- **BRIEF**: Reproduce nothing but the lines from the one with "pub mod meter_repository;" down to the last line of the data below.

- **PROVIDED RECORDS**:
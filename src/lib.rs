pub mod api;
pub mod app;
pub mod config;
pub mod db;
pub mod derived;
pub mod gaps;
pub mod importers;
pub mod normalize;
pub mod services;
pub mod utils;
pub mod error;
pub mod meter_repository;
pub mod models;
pub mod pool;
pub mod reading_repository;

pub use error::DbError;
pub use meter_repository::{MeterRepository, ResolvedMeter};
pub use models::*;
pub use pool::{connect, run_migrations};
pub use reading_repository::ReadingRepository;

- **ANSWER SECTION**:
pub mod meter_repository;
pub mod models;
pub mod pool;
pub mod reading_repository;

pub use error::DbError;
pub use meter_repository::{MeterRepository, ResolvedMeter};
pub use models::*;
pub use pool::{connect, run_migrations};
pub use reading_repository::ReadingRepository;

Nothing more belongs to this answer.